> [TASK REQUIREMENTS]:
Go through the records and filter out every line lacking the word "derive"; copy the lines that remain.

> [INFORMATION SUPPLIED]:
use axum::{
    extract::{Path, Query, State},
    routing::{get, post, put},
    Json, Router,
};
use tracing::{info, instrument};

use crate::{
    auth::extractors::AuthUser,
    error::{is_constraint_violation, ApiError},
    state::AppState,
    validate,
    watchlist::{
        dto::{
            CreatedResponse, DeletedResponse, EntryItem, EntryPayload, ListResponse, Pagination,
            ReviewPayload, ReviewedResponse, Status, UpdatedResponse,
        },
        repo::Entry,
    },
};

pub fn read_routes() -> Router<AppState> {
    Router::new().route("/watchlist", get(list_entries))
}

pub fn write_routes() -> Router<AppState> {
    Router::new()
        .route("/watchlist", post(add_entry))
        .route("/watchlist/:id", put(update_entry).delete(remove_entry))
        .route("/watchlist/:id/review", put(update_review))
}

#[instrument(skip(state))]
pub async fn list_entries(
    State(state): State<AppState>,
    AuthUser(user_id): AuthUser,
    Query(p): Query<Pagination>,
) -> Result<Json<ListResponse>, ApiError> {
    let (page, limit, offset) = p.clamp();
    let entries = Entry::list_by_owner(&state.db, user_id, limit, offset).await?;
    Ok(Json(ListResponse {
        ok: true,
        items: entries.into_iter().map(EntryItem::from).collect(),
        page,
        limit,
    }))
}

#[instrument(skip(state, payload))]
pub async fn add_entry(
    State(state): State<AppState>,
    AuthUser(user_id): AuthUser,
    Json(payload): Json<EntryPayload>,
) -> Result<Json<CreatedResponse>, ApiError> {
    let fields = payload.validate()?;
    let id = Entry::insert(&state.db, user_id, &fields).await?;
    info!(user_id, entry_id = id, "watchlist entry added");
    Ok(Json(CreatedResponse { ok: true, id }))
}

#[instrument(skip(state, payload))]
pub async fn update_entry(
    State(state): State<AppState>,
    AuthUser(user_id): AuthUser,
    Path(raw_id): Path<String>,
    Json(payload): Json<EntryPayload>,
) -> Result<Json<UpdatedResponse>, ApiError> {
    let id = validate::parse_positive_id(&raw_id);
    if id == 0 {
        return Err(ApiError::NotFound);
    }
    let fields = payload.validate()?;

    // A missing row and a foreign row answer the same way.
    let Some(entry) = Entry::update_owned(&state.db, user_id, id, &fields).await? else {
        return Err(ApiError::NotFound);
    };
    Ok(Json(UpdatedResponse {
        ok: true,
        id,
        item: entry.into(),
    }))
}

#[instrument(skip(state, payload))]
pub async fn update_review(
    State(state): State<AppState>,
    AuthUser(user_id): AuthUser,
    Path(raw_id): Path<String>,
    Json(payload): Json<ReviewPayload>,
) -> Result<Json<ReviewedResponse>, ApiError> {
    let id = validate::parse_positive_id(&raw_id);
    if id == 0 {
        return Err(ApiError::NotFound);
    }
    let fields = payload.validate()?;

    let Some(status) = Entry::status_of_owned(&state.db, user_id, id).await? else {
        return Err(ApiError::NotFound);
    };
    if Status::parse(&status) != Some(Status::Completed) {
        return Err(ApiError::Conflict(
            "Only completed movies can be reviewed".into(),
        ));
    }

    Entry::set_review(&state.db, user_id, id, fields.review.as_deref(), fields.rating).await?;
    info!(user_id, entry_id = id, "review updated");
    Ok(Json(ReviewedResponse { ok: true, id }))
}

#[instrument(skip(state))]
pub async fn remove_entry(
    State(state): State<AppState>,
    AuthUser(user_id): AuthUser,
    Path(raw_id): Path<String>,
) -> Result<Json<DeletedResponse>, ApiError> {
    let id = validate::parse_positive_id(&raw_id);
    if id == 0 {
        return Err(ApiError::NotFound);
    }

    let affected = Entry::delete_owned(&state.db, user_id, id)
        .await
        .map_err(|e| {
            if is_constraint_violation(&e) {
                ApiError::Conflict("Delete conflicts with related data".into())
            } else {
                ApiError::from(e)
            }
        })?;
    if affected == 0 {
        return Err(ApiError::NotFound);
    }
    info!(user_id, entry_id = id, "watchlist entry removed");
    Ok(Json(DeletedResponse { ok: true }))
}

...

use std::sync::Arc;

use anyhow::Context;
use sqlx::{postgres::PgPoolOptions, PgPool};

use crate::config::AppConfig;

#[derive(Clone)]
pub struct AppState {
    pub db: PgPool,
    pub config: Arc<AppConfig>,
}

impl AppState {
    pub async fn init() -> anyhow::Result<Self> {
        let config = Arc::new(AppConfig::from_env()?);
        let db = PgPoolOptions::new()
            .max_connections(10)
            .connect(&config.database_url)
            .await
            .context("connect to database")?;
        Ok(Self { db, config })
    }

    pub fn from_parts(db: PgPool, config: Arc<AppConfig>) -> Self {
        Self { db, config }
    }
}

* * *

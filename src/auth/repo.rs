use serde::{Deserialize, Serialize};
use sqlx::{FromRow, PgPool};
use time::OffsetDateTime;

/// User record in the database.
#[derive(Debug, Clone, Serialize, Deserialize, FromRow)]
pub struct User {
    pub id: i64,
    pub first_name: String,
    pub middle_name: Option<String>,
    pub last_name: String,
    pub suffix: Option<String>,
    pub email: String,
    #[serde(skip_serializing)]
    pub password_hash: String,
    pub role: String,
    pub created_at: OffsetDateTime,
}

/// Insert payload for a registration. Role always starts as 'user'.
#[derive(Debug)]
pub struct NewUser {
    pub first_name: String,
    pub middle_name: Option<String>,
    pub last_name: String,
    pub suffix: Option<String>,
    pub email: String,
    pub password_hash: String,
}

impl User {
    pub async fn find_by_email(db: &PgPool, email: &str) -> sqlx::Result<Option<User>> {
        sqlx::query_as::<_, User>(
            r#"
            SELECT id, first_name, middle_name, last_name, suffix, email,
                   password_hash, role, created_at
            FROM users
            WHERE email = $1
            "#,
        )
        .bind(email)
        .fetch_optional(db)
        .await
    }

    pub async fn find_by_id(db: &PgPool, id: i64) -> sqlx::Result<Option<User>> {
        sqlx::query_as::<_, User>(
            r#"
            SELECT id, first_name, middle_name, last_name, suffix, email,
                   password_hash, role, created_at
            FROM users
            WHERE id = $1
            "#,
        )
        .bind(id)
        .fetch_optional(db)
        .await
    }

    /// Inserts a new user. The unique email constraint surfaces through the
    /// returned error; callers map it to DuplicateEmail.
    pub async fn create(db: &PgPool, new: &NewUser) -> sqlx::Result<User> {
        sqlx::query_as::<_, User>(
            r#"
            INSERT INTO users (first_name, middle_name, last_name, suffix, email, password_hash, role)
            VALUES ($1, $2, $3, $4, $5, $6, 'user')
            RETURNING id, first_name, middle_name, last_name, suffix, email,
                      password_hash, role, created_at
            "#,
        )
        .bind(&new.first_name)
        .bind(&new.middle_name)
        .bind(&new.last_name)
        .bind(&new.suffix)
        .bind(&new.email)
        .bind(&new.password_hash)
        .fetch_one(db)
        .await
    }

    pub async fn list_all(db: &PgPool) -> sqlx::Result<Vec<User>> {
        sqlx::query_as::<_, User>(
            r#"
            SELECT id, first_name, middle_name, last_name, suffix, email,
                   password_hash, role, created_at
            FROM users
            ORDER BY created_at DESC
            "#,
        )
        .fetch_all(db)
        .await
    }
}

> [SOLVED PROBLEM]:
#[derive(Clone)]
#[derive(Debug, Clone, Serialize, Deserialize, FromRow)]
#[derive(Debug)]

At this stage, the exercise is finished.